What we are seeing is the consequence of trying to move a nation’s electricity supply on to intermittent generation sources. It brings in a whole bunch of collateral consequences which have never been thought of by the proponents. What its really demonstrating is that the product is not the same. Wind generated power is a different product from conventional base or dispatchable generated power. Its going to be priced differently, it performs differently.

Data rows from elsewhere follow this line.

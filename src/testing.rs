//! Scripted collaborators for unit tests.

use std::collections::{HashMap, HashSet};
use std::sync::Mutex;
use std::time::Duration;

use async_trait::async_trait;

use crate::api::{ArtifactDrop, GameApi, MissionRecord, MissionStatus, MissionSummary, Snapshot};
use crate::error::{Error, Result};
use crate::reference::items::Rarity;
use crate::reference::{DurationType, Ship};
use crate::settings::Account;
use crate::sync::cancel::CancelToken;
use crate::sync::{MissionProgress, SyncProgress, SyncState};

pub fn mission_record(id: &str, start_timestamp: f64) -> MissionRecord {
    MissionRecord {
        identifier: id.to_string(),
        ship: Ship::Henerprise,
        duration_type: DurationType::Epic,
        level: 0,
        capacity: 40,
        start_timestamp,
        duration_seconds: 172_800.0,
        target: None,
        drops: vec![ArtifactDrop {
            name: "SOLAR_TITANIUM".to_string(),
            level: 1,
            rarity: Rarity::Common,
        }],
    }
}

pub fn completed_summary(id: &str, start_timestamp: f64) -> MissionSummary {
    MissionSummary {
        identifier: id.to_string(),
        status: MissionStatus::Archived,
        ship: Ship::Henerprise,
        duration_type: DurationType::Epic,
        level: 0,
        capacity: 40,
        start_timestamp,
        duration_seconds: 172_800.0,
        target: None,
    }
}

/// Snapshot listing `ids` as completed, in order, 100s apart.
pub fn snapshot_with(ids: &[&str]) -> Snapshot {
    Snapshot {
        nickname: "tester".to_string(),
        soul_eggs: 1e6,
        eggs_of_prophecy: 0,
        epic_research: Vec::new(),
        last_backup_time: None,
        mission_archive: ids
            .iter()
            .enumerate()
            .map(|(i, id)| completed_summary(id, 1_704_000_000.0 + i as f64 * 100.0))
            .collect(),
        active_missions: Vec::new(),
    }
}

#[derive(Default)]
pub struct FakeGameApi {
    snapshot: Mutex<Option<Snapshot>>,
    records: Mutex<HashMap<String, MissionRecord>>,
    failing: Mutex<HashSet<String>>,
    snapshot_delay: Duration,
    mission_delay: Duration,
    snapshot_calls: Mutex<usize>,
    mission_calls: Mutex<Vec<String>>,
}

impl FakeGameApi {
    pub fn with_snapshot(self, snapshot: Snapshot) -> Self {
        *self.snapshot.lock().unwrap() = Some(snapshot);
        self
    }

    pub fn with_record(self, record: MissionRecord) -> Self {
        self.records
            .lock()
            .unwrap()
            .insert(record.identifier.clone(), record);
        self
    }

    /// Records for every completed mission of the snapshot.
    pub fn with_records_for_snapshot(self) -> Self {
        let summaries: Vec<MissionSummary> = self
            .snapshot
            .lock()
            .unwrap()
            .as_ref()
            .map(|s| s.completed_missions().into_iter().cloned().collect())
            .unwrap_or_default();
        summaries.into_iter().fold(self, |api, s| {
            api.with_record(mission_record(&s.identifier, s.start_timestamp))
        })
    }

    pub fn failing(self, mission_id: &str) -> Self {
        self.set_failing(&[mission_id]);
        self
    }

    pub fn with_snapshot_delay(mut self, delay: Duration) -> Self {
        self.snapshot_delay = delay;
        self
    }

    pub fn with_mission_delay(mut self, delay: Duration) -> Self {
        self.mission_delay = delay;
        self
    }

    pub fn set_failing(&self, mission_ids: &[&str]) {
        let mut failing = self.failing.lock().unwrap();
        failing.clear();
        failing.extend(mission_ids.iter().map(|id| id.to_string()));
    }

    pub fn set_snapshot(&self, snapshot: Option<Snapshot>) {
        *self.snapshot.lock().unwrap() = snapshot;
    }

    pub fn snapshot_calls(&self) -> usize {
        *self.snapshot_calls.lock().unwrap()
    }

    pub fn mission_calls(&self) -> Vec<String> {
        self.mission_calls.lock().unwrap().clone()
    }
}

#[async_trait]
impl GameApi for FakeGameApi {
    async fn fetch_account_snapshot(&self, token: &CancelToken, _account_id: &str) -> Result<Snapshot> {
        *self.snapshot_calls.lock().unwrap() += 1;
        if !self.snapshot_delay.is_zero() {
            tokio::select! {
                biased;
                _ = token.cancelled() => return Err(Error::Interrupted),
                _ = tokio::time::sleep(self.snapshot_delay) => {}
            }
        }
        token.check()?;
        self.snapshot
            .lock()
            .unwrap()
            .clone()
            .ok_or_else(|| Error::Api {
                status: Some(500),
                message: "snapshot unavailable".to_string(),
            })
    }

    async fn fetch_mission_record(
        &self,
        token: &CancelToken,
        _account_id: &str,
        mission_id: &str,
        _start_timestamp: f64,
    ) -> Result<MissionRecord> {
        self.mission_calls
            .lock()
            .unwrap()
            .push(mission_id.to_string());
        if !self.mission_delay.is_zero() {
            tokio::select! {
                biased;
                _ = token.cancelled() => return Err(Error::Interrupted),
                _ = tokio::time::sleep(self.mission_delay) => {}
            }
        }
        token.check()?;
        if self.failing.lock().unwrap().contains(mission_id) {
            return Err(Error::Api {
                status: Some(503),
                message: format!("simulated failure for {mission_id}"),
            });
        }
        self.records
            .lock()
            .unwrap()
            .get(mission_id)
            .cloned()
            .ok_or_else(|| Error::NotFound(format!("mission {mission_id}")))
    }
}

#[derive(Debug, Clone, PartialEq)]
pub enum ProgressEvent {
    State(SyncState),
    Progress(MissionProgress),
    Message { text: String, is_error: bool },
    KnownAccounts(Vec<String>),
    ExportedFiles(Vec<String>),
}

#[derive(Default)]
pub struct RecordingProgress {
    events: Mutex<Vec<ProgressEvent>>,
}

impl RecordingProgress {
    pub fn events(&self) -> Vec<ProgressEvent> {
        self.events.lock().unwrap().clone()
    }

    pub fn states(&self) -> Vec<SyncState> {
        self.events()
            .into_iter()
            .filter_map(|e| match e {
                ProgressEvent::State(s) => Some(s),
                _ => None,
            })
            .collect()
    }

    pub fn messages(&self) -> Vec<String> {
        self.events()
            .into_iter()
            .filter_map(|e| match e {
                ProgressEvent::Message { text, .. } => Some(text),
                _ => None,
            })
            .collect()
    }

    pub fn error_messages(&self) -> Vec<String> {
        self.events()
            .into_iter()
            .filter_map(|e| match e {
                ProgressEvent::Message {
                    text,
                    is_error: true,
                } => Some(text),
                _ => None,
            })
            .collect()
    }

    pub fn exported_files(&self) -> Option<Vec<String>> {
        self.events().into_iter().rev().find_map(|e| match e {
            ProgressEvent::ExportedFiles(files) => Some(files),
            _ => None,
        })
    }

    fn push(&self, event: ProgressEvent) {
        self.events.lock().unwrap().push(event);
    }
}

impl SyncProgress for RecordingProgress {
    fn on_state(&self, state: SyncState) {
        self.push(ProgressEvent::State(state));
    }

    fn on_mission_progress(&self, progress: &MissionProgress) {
        self.push(ProgressEvent::Progress(progress.clone()));
    }

    fn on_message(&self, message: &str, is_error: bool) {
        self.push(ProgressEvent::Message {
            text: message.to_string(),
            is_error,
        });
    }

    fn on_known_accounts(&self, accounts: &[Account]) {
        self.push(ProgressEvent::KnownAccounts(
            accounts.iter().map(|a| a.id.clone()).collect(),
        ));
    }

    fn on_exported_files(&self, files: &[String]) {
        self.push(ProgressEvent::ExportedFiles(files.to_vec()));
    }
}
pub mod api;
pub mod date_util;
pub mod error;
pub mod export;
pub mod reference;
pub mod settings;
pub mod storage;
pub mod sync;

#[cfg(test)]
pub(crate) mod testing;

use std::path::{Path, PathBuf};
use std::sync::Arc;

use serde::Serialize;
use tokio::task::JoinHandle;

pub use api::{GameApi, MissionRecord, Snapshot};
pub use error::{Error, Result};
pub use export::row::MissionRow;
pub use reference::ReferenceData;
pub use settings::{Account, Settings};
pub use storage::repository::SyncRun;
pub use storage::Database;
pub use sync::{
    MissionProgress, NoopProgress, SyncConfig, SyncProgress, SyncReport, SyncState, SyncStatus,
};

use api::http::HttpGameApi;
use export::row::build_rows;
use export::Exporter;
use storage::repository;
use sync::orchestrator::Syncer;

/// A known account together with what is stored locally for it.
#[derive(Debug, Clone, Serialize)]
pub struct AccountSummary {
    pub account: Account,
    pub mission_count: i64,
    pub last_run: Option<SyncRun>,
}

/// Main entry point: wires the database, settings, reference data and the
/// sync orchestrator together.
pub struct EggLedger {
    db: Database,
    root_dir: PathBuf,
    settings: Settings,
    reference: Arc<ReferenceData>,
    config: SyncConfig,
    syncer: Option<Syncer>,
}

impl EggLedger {
    /// Open with the HTTP game API from `api_base_url`. Sync is unavailable
    /// until that key is set; everything else works without it.
    pub async fn open(db: Database, root_dir: impl Into<PathBuf>) -> Result<Self> {
        let mut ledger = Self::load(db, root_dir.into()).await?;
        if let Some(base_url) = ledger.config.api_base_url.clone() {
            let api = HttpGameApi::new(&base_url)?;
            ledger.syncer = Some(ledger.build_syncer(Arc::new(api)));
        }
        Ok(ledger)
    }

    /// Open with an explicit game API implementation.
    pub async fn with_api(
        db: Database,
        root_dir: impl Into<PathBuf>,
        api: Arc<dyn GameApi>,
    ) -> Result<Self> {
        let mut ledger = Self::load(db, root_dir.into()).await?;
        ledger.syncer = Some(ledger.build_syncer(api));
        Ok(ledger)
    }

    async fn load(db: Database, root_dir: PathBuf) -> Result<Self> {
        let config = SyncConfig::load(&db).await?;
        let reference = match &config.reference_data_path {
            Some(path) => ReferenceData::load(path)?,
            None => ReferenceData::bundled()?,
        };
        let settings = Settings::load(root_dir.join("internal").join("storage.json"));
        Ok(Self {
            db,
            root_dir,
            settings,
            reference: Arc::new(reference),
            config,
            syncer: None,
        })
    }

    fn build_syncer(&self, api: Arc<dyn GameApi>) -> Syncer {
        let exporter = Exporter::new(
            &self.root_dir,
            Arc::clone(&self.reference),
            self.config.dub_cap_multiplier,
        );
        Syncer::new(
            self.db.clone(),
            api,
            self.settings.clone(),
            Arc::new(exporter),
            self.config.request_interval,
        )
    }

    /// Access the database (for direct queries in the CLI).
    pub fn db(&self) -> &Database {
        &self.db
    }

    pub fn root_dir(&self) -> &Path {
        &self.root_dir
    }

    pub fn settings(&self) -> &Settings {
        &self.settings
    }

    pub fn reference(&self) -> &ReferenceData {
        &self.reference
    }

    pub fn config(&self) -> &SyncConfig {
        &self.config
    }

    fn syncer(&self) -> Result<&Syncer> {
        self.syncer.as_ref().ok_or_else(|| {
            Error::Config(
                "api_base_url is not set. Run: eggledger config set api_base_url <URL>".into(),
            )
        })
    }

    // ── Sync ───────────────────────────────────────────────────────

    /// Start syncing `account_id` in the background.
    pub fn start_sync(
        &self,
        account_id: &str,
        progress: Arc<dyn SyncProgress>,
    ) -> Result<JoinHandle<SyncReport>> {
        let account_id = account_id.trim();
        if account_id.is_empty() {
            return Err(Error::Config("account id must not be empty".into()));
        }
        self.syncer()?.start(account_id, progress)
    }

    pub async fn sync(&self, account_id: &str, progress: Arc<dyn SyncProgress>) -> Result<SyncReport> {
        self.start_sync(account_id, progress)?
            .await
            .map_err(|e| Error::Other(format!("sync task failed: {e}")))
    }

    /// Cancel the running sync. Does nothing when idle.
    pub fn cancel_sync(&self) {
        if let Some(syncer) = &self.syncer {
            syncer.cancel();
        }
    }

    pub fn is_syncing(&self) -> bool {
        self.syncer.as_ref().is_some_and(Syncer::is_busy)
    }

    // ── Stored data ────────────────────────────────────────────────

    /// Known accounts, most recently synced first, with local mission counts.
    pub async fn existing_data(&self) -> Result<Vec<AccountSummary>> {
        let accounts = self.settings.known_accounts();
        let summaries = self
            .db
            .reader()
            .call(move |conn| {
                accounts
                    .into_iter()
                    .map(|account| {
                        let mission_count = repository::count_missions(conn, &account.id)?;
                        let last_run = repository::last_sync_run(conn, &account.id)?;
                        Ok(AccountSummary {
                            account,
                            mission_count,
                            last_run,
                        })
                    })
                    .collect::<std::result::Result<Vec<_>, rusqlite::Error>>()
            })
            .await?;
        Ok(summaries)
    }

    pub async fn mission_ids(&self, account_id: &str) -> Result<Vec<String>> {
        let account_id = account_id.to_string();
        Ok(self
            .db
            .reader()
            .call(move |conn| repository::list_mission_ids(conn, &account_id))
            .await?)
    }

    pub async fn mission(&self, account_id: &str, mission_id: &str) -> Result<MissionRecord> {
        let (account, mission) = (account_id.to_string(), mission_id.to_string());
        self.db
            .reader()
            .call(move |conn| repository::get_mission_record(conn, &account, &mission))
            .await?
            .ok_or_else(|| Error::NotFound(format!("mission {mission_id} of {account_id}")))
    }

    /// Stored missions flattened the same way they are exported.
    pub async fn mission_rows(&self, account_id: &str) -> Result<Vec<MissionRow>> {
        let account_id = account_id.to_string();
        let records = self
            .db
            .reader()
            .call(move |conn| repository::list_mission_records(conn, &account_id))
            .await?;
        Ok(build_rows(
            &records,
            &self.reference,
            self.config.dub_cap_multiplier,
        ))
    }

    pub async fn sync_runs(&self) -> Result<Vec<SyncRun>> {
        Ok(self
            .db
            .reader()
            .call(|conn| repository::latest_sync_runs(conn))
            .await?)
    }

    // ── Config ─────────────────────────────────────────────────────

    pub async fn config_get(&self, key: &str) -> Result<Option<String>> {
        let key = key.to_string();
        Ok(self
            .db
            .reader()
            .call(move |conn| repository::get_config(conn, &key))
            .await?)
    }

    /// Validate and store a tunable. Takes effect on the next open.
    pub async fn config_set(&self, key: &str, value: &str) -> Result<()> {
        let mut values = self.config_list().await?;
        values.retain(|(k, _)| k != key);
        values.push((key.to_string(), value.to_string()));
        SyncConfig::from_pairs(&values)?;

        let (key, value) = (key.to_string(), value.to_string());
        self.db
            .writer()
            .call(move |conn| repository::set_config(conn, &key, &value))
            .await?;
        Ok(())
    }

    pub async fn config_list(&self) -> Result<Vec<(String, String)>> {
        Ok(self
            .db
            .reader()
            .call(|conn| repository::list_config(conn))
            .await?)
    }
}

Price comparisons which don’t take account of this have been obviously fallacious for some time. However, what we are now seeing is that a country which attempts to run on intermittent power will look, feel and perform very differently from one we in the industrialized West are used to. Get ready to either have the lights and heating go out without warning. Or get used to having an electricity bill which is unpredictable and fluctuates with the wind.

observa
February 9, 2022 3:32 am

The climate changers’ idea of stabilizing the grid-

Britain’s National Grid ESO (NG.L) has for the first time awarded a contract to an offshore wind farm to help keep voltage levels in the power network stable, it said on Monday. 
The transmission assets of the Dogger Bank C offshore wind farm will provide 200 megavolt amperes of reactive power (MVAr), which is used to maintain network stability, for a 10-year period from 2024, National Grid said. 
This will help stabilize voltage on the grid in the northeast of England after the expected closure of Hartlepool nuclear power station in March 2024, it said. 
UK Awards Offshore Wind Farm a Contract to Help (oedigital.com)

observa
Reply to  observa
February 9, 2022 6:50 am

Join the dots as we’re all unleashed with tremendous opportunity to unlock flexibility at an unprecedented scale-
National Grid ESO and Octopus Energy launch trial to unleash demand flexibility this winter | National Grid ESO
conspire globally and unleash locally-
Telstra, Intellihub in $100 million energy connectivity deal – Strategy – Telco/ISP – Networking – iTnews

LdB
Reply to  observa
February 9, 2022 7:01 am

Now that is a classic

February 9, 2022 2:23 pm

Wind, like solar, is much more capital-intensive than are CCGT plants. If interest rates go up substantially, then the cost of debt financing for these projects will go up accordingly…and, indeed, with huge amounts of wind/solar development going on all over the world, the aditional capital requirements seems likely to exert a further upward influence on interest rates, in addition to other pressures.

roaddog
Reply to  observa
February 11, 2022 9:15 pm

Ah, well…more subsidies needed.

Dean
February 9, 2022 8:54 pm

People strongly favour suppliers who can supply when the buyer wants the item.

roaddog
February 11, 2022 9:17 pm

I dropped off right after “incredible green energy capabilities.”

William Hayden SAmith
February 12, 2022 1:20 pm

In 1955, Lorenz wrote a paper on energy extraction from the atmosphere and showed that the energy refresh rate was ~1 MW/km^2. That paper has been forgotten in recent decades.
Lorenz’ result is, however, mirrored in recent articles on limits of wind development, using computations with mesoscale models. The new results are that the energy refresh rate for the atmosphere saturates at ~1 MW/km^2 – the same number (attached graphic from Adams and Kieth, reference listed on the graphic).
The average onshore wind turbine in Germany has a 2 MW nameplate output and a 125 m diameter rotor. Each wind turbine spacing is a circle 10 rotor diameters in radius, so each turbine is 1.25 km from its nearest neighbor, as dictated by wake physics. Together, the energy recovery rate and the nearest neighbor distance specify the area in Germany (or any other country) required to meet its energy demands with wind energy. German energy demand in 2021 was just over 560 TWh, corresponding to just under 64 GW average power (as electricity). Germany has 350,000 km^2 land area, excluding lakes-rivers.Then, an energy extraction of 1MW/km^2 and an onshore capacity factor of 0.25, Germany needs not 10%, but ALL of its land area to generate its average power needs. Add in the Baltic and North Sea (same energy refresh limit), and Germany is still sadly short of energy on the average, not to mention peak demands, and diurnal variations.
Now, the question for the student is :
Since the same limits apply to GB, can GB replace NG from Russia with wind power?